INSTRUCTIONS TO FOLLOW :: Only the number is wanted: how many lines of these entries contain the word "encoding"?

(Beginning of INFORMATION PROVIDED)

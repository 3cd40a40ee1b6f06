//! Known-answer conformance tests.
//!
//! Every expected value here was cross-checked against an independent
//! TLS 1.2 implementation before being pinned. These are the tests that
//! catch a construction drifting — a nonce padded on the wrong side, a
//! sequence number left out of the AAD — which otherwise surfaces only as
//! an unexplained handshake failure against a conformant peer.

use hex_literal::hex;
use num_bigint::BigUint;
use tandem_crypto::{
    AeadAlgorithm, ContentType, CryptoError, FinishedLabel, HashAlgorithm, MasterSecret,
    ProtocolVersion, aead, open_record, seal_record, verify_data,
};
use tandem_harness::vectors;

#[test]
fn client_finished_verify_data() {
    let master = MasterSecret::from_bytes(vectors::MASTER_SECRET);
    let computed = verify_data(
        &master,
        FinishedLabel::Client,
        &vectors::HANDSHAKE_HASH,
        HashAlgorithm::Sha256,
    )
    .expect("verify data");
    assert_eq!(computed, vectors::CLIENT_VERIFY_DATA);
}

#[test]
fn server_finished_verify_data() {
    let master = MasterSecret::from_bytes(vectors::MASTER_SECRET);
    let computed = verify_data(
        &master,
        FinishedLabel::Server,
        &vectors::HANDSHAKE_HASH,
        HashAlgorithm::Sha256,
    )
    .expect("verify data");
    assert_eq!(computed, vectors::SERVER_VERIFY_DATA);
}

#[test]
fn chacha_record_seal_reproduces_capture() {
    let sealed = seal_record(
        AeadAlgorithm::ChaCha20Poly1305,
        &vectors::CHACHA_CLIENT_KEY,
        &vectors::CHACHA_CLIENT_IV,
        0,
        ContentType::Handshake,
        ProtocolVersion::TLS12,
        &vectors::CHACHA_RECORD_PLAINTEXT,
    )
    .expect("seal");
    assert_eq!(sealed, vectors::CHACHA_RECORD_CIPHERTEXT);
}

#[test]
fn chacha_record_open_recovers_capture() {
    let opened = open_record(
        AeadAlgorithm::ChaCha20Poly1305,
        &vectors::CHACHA_CLIENT_KEY,
        &vectors::CHACHA_CLIENT_IV,
        0,
        ContentType::Handshake,
        ProtocolVersion::TLS12,
        &vectors::CHACHA_RECORD_CIPHERTEXT,
    )
    .expect("open");
    assert_eq!(opened, vectors::CHACHA_RECORD_PLAINTEXT);
}

/// An AAD built without the sequence number (just type, version, length)
/// must not reproduce the captured record.
#[test]
fn chacha_record_rejects_aad_without_sequence() {
    let truncated_aad = [
        ContentType::Handshake.code(),
        3,
        3,
        0,
        vectors::CHACHA_RECORD_PLAINTEXT.len() as u8,
    ];
    // Sequence 0 leaves the nonce equal to the fixed IV, so only the AAD
    // differs between the constructions here.
    let sealed = aead::seal(
        AeadAlgorithm::ChaCha20Poly1305,
        &vectors::CHACHA_CLIENT_KEY,
        &vectors::CHACHA_CLIENT_IV,
        &truncated_aad,
        &vectors::CHACHA_RECORD_PLAINTEXT,
    )
    .expect("seal");
    assert_ne!(sealed, vectors::CHACHA_RECORD_CIPHERTEXT);
}

/// Skipping the fixed-IV XOR (reusing the raw IV as the nonce for every
/// record) coincides with the correct construction at sequence 0 but
/// diverges from sequence 1 onward.
#[test]
fn chacha_record_rejects_unxored_nonce() {
    let aad_seq1 = tandem_crypto::additional_data(
        1,
        ContentType::Handshake,
        ProtocolVersion::TLS12,
        vectors::CHACHA_RECORD_PLAINTEXT.len() as u16,
    );
    let unxored = aead::seal(
        AeadAlgorithm::ChaCha20Poly1305,
        &vectors::CHACHA_CLIENT_KEY,
        &vectors::CHACHA_CLIENT_IV,
        &aad_seq1,
        &vectors::CHACHA_RECORD_PLAINTEXT,
    )
    .expect("seal");

    let correct = seal_record(
        AeadAlgorithm::ChaCha20Poly1305,
        &vectors::CHACHA_CLIENT_KEY,
        &vectors::CHACHA_CLIENT_IV,
        1,
        ContentType::Handshake,
        ProtocolVersion::TLS12,
        &vectors::CHACHA_RECORD_PLAINTEXT,
    )
    .expect("seal");

    assert_ne!(unxored, correct);
}

#[test]
fn aes_ccm_seal_reproduces_vector() {
    let sealed = aead::seal(
        AeadAlgorithm::Aes128Ccm,
        &vectors::CCM_KEY,
        &vectors::CCM_NONCE,
        &vectors::CCM_AAD,
        &vectors::CCM_PLAINTEXT,
    )
    .expect("seal");
    assert_eq!(sealed, vectors::CCM_CIPHERTEXT);
}

#[test]
fn aes_ccm_open_recovers_vector() {
    let opened = aead::open(
        AeadAlgorithm::Aes128Ccm,
        &vectors::CCM_KEY,
        &vectors::CCM_NONCE,
        &vectors::CCM_AAD,
        &vectors::CCM_CIPHERTEXT,
    )
    .expect("open");
    assert_eq!(opened, vectors::CCM_PLAINTEXT);
}

/// The AES salt path: a 4-byte salt widens so the record nonce becomes
/// `salt ++ seq`.
#[test]
fn aes_gcm_record_vector() {
    let sealed = seal_record(
        AeadAlgorithm::Aes128Gcm,
        &hex!("0102030405060708090a0b0c0d0e0f10"),
        &hex!("a1a2a3a4"),
        1,
        ContentType::ApplicationData,
        ProtocolVersion::TLS12,
        b"hello",
    )
    .expect("seal");
    assert_eq!(sealed, hex!("420f82b30d467583ff037dd559587a5958fd9e1d49"));
}

#[test]
fn pss_encode_reproduces_vector() {
    let encoded = tandem_crypto::encode_pss(
        &vectors::PSS_DIGEST,
        vectors::PSS_EM_BITS,
        vectors::PSS_HASH,
        &vectors::PSS_SALT,
    )
    .expect("encode");
    assert_eq!(encoded, vectors::PSS_ENCODED);
}

#[test]
fn pss_sign_reproduces_vector() {
    let key = vectors::signing_key().expect("captured key is consistent");
    let signature = key
        .sign_pss(&vectors::PSS_DIGEST, vectors::PSS_HASH, &vectors::PSS_SALT)
        .expect("sign");
    assert_eq!(signature, vectors::PSS_SIGNATURE);
}

/// The signature must verify as `s^e mod n == EM`, tying the CRT private
/// operation back to the plain RSA equation.
#[test]
fn pss_signature_verifies_against_public_key() {
    let key = vectors::signing_key().expect("captured key is consistent");
    let signature = BigUint::from_bytes_be(&vectors::PSS_SIGNATURE);
    let recovered = signature.modpow(key.public_exponent(), key.modulus());
    assert_eq!(recovered, BigUint::from_bytes_be(&vectors::PSS_ENCODED));
}

#[test]
fn seal_is_deterministic() {
    let once = seal_record(
        AeadAlgorithm::ChaCha20Poly1305,
        &vectors::CHACHA_CLIENT_KEY,
        &vectors::CHACHA_CLIENT_IV,
        7,
        ContentType::ApplicationData,
        ProtocolVersion::TLS12,
        b"identical inputs, identical bytes",
    )
    .expect("seal");
    let twice = seal_record(
        AeadAlgorithm::ChaCha20Poly1305,
        &vectors::CHACHA_CLIENT_KEY,
        &vectors::CHACHA_CLIENT_IV,
        7,
        ContentType::ApplicationData,
        ProtocolVersion::TLS12,
        b"identical inputs, identical bytes",
    )
    .expect("seal");
    assert_eq!(once, twice);
}

#[test]
fn verify_data_mismatch_is_detected() {
    let master = MasterSecret::from_bytes(vectors::MASTER_SECRET);
    let computed = verify_data(
        &master,
        FinishedLabel::Client,
        &vectors::HANDSHAKE_HASH,
        HashAlgorithm::Sha256,
    )
    .expect("verify data");

    let mut tampered = vectors::CLIENT_VERIFY_DATA;
    tampered[0] ^= 0x01;
    assert!(tandem_crypto::verify_data_matches(&computed, &vectors::CLIENT_VERIFY_DATA));
    assert!(!tandem_crypto::verify_data_matches(&computed, &tampered));
}

#[test]
fn configuration_errors_are_distinct_from_authentication() {
    let err = seal_record(
        AeadAlgorithm::ChaCha20Poly1305,
        &vectors::CHACHA_CLIENT_KEY[..16],
        &vectors::CHACHA_CLIENT_IV,
        0,
        ContentType::Handshake,
        ProtocolVersion::TLS12,
        b"x",
    )
    .unwrap_err();
    assert!(!err.is_authentication_failure());
    assert!(matches!(err, CryptoError::InvalidKeyLength { .. }));
}
//! Crypto core error types.

use thiserror::Error;

use crate::aead::AeadAlgorithm;
use crate::hash::HashAlgorithm;

/// Errors from the TLS 1.2 cryptographic core.
///
/// Two classes matter to callers: configuration errors (wrong lengths,
/// unsupported algorithms) and authentication failures. The latter is a
/// single opaque variant on purpose — a failed record open must not reveal
/// whether the tag, the AAD, or the ciphertext length was at fault.
#[derive(Debug, Clone, Error, PartialEq, Eq)]
pub enum CryptoError {
    /// The transcript was asked for a digest it never accumulated.
    #[error("transcript does not track {algorithm}")]
    HashNotTracked {
        /// The algorithm that was requested.
        algorithm: HashAlgorithm,
    },

    /// A hash algorithm outside the set TLS 1.2 admits for the PRF.
    #[error("{algorithm} is not a TLS 1.2 PRF hash")]
    UnsupportedPrfHash {
        /// The algorithm that was requested.
        algorithm: HashAlgorithm,
    },

    /// PRF output length of zero requested.
    #[error("PRF output length must be at least 1")]
    InvalidOutputLength,

    /// Key length does not match the negotiated cipher.
    #[error("{algorithm} key must be {expected} bytes, got {got}")]
    InvalidKeyLength {
        /// The cipher the key was meant for.
        algorithm: AeadAlgorithm,
        /// Required key length in bytes.
        expected: usize,
        /// Provided key length in bytes.
        got: usize,
    },

    /// Fixed IV length does not match the negotiated cipher.
    #[error("{algorithm} fixed IV must be {expected} bytes, got {got}")]
    InvalidIvLength {
        /// The cipher the IV was meant for.
        algorithm: AeadAlgorithm,
        /// Required fixed IV length in bytes.
        expected: usize,
        /// Provided fixed IV length in bytes.
        got: usize,
    },

    /// Record payload exceeds the 2-byte length field of the AAD.
    #[error("record payload of {len} bytes exceeds the 2-byte length field")]
    RecordTooLong {
        /// Length of the offending payload.
        len: usize,
    },

    /// Per-direction sequence number space exhausted.
    ///
    /// Sequence numbers never wrap: a repeated nonce under the same key
    /// would break the AEAD, so the connection must be torn down instead.
    #[error("record sequence number space exhausted")]
    SequenceOverflow,

    /// AEAD open failed.
    ///
    /// Covers tag mismatch and truncated ciphertext alike; the cases are
    /// deliberately indistinguishable.
    #[error("record authentication failed")]
    AuthenticationFailed,

    /// The AEAD backend rejected a seal operation.
    #[error("{algorithm} could not process the payload")]
    EncryptionFailed {
        /// The cipher that rejected the payload.
        algorithm: AeadAlgorithm,
    },

    /// Message digest length does not match the declared hash.
    #[error("{algorithm} digest must be {expected} bytes, got {got}")]
    DigestLengthMismatch {
        /// The declared hash algorithm.
        algorithm: HashAlgorithm,
        /// Required digest length in bytes.
        expected: usize,
        /// Provided digest length in bytes.
        got: usize,
    },

    /// Digest plus salt plus overhead do not fit the PSS encoding.
    ///
    /// The salt is never truncated to make an encoding fit.
    #[error("PSS digest and salt do not fit a {em_bits}-bit encoding")]
    PssDoesNotFit {
        /// Bit length of the intended encoded message.
        em_bits: usize,
    },

    /// RSA key components are inconsistent.
    #[error("invalid RSA key components: {reason}")]
    InvalidKeyComponents {
        /// What the consistency check found.
        reason: &'static str,
    },
}

impl CryptoError {
    /// True for an AEAD authentication failure, as opposed to a
    /// configuration error.
    ///
    /// The record layer maps this class to a `bad_record_mac` alert;
    /// everything else indicates a local bug or misconfiguration.
    pub fn is_authentication_failure(&self) -> bool {
        matches!(self, Self::AuthenticationFailed)
    }
}

#[cfg(test)]
mod tests {
    use super::*;

    #[test]
    fn authentication_failure_is_classified() {
        assert!(CryptoError::AuthenticationFailed.is_authentication_failure());
        assert!(!CryptoError::SequenceOverflow.is_authentication_failure());
        assert!(!CryptoError::InvalidOutputLength.is_authentication_failure());
    }

    #[test]
    fn authentication_failure_carries_no_detail() {
        // The Display output must not say where the mismatch occurred.
        let msg = CryptoError::AuthenticationFailed.to_string();
        assert_eq!(msg, "record authentication failed");
    }
}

(End of INFORMATION PROVIDED)

WRITTEN ANSWER :: 3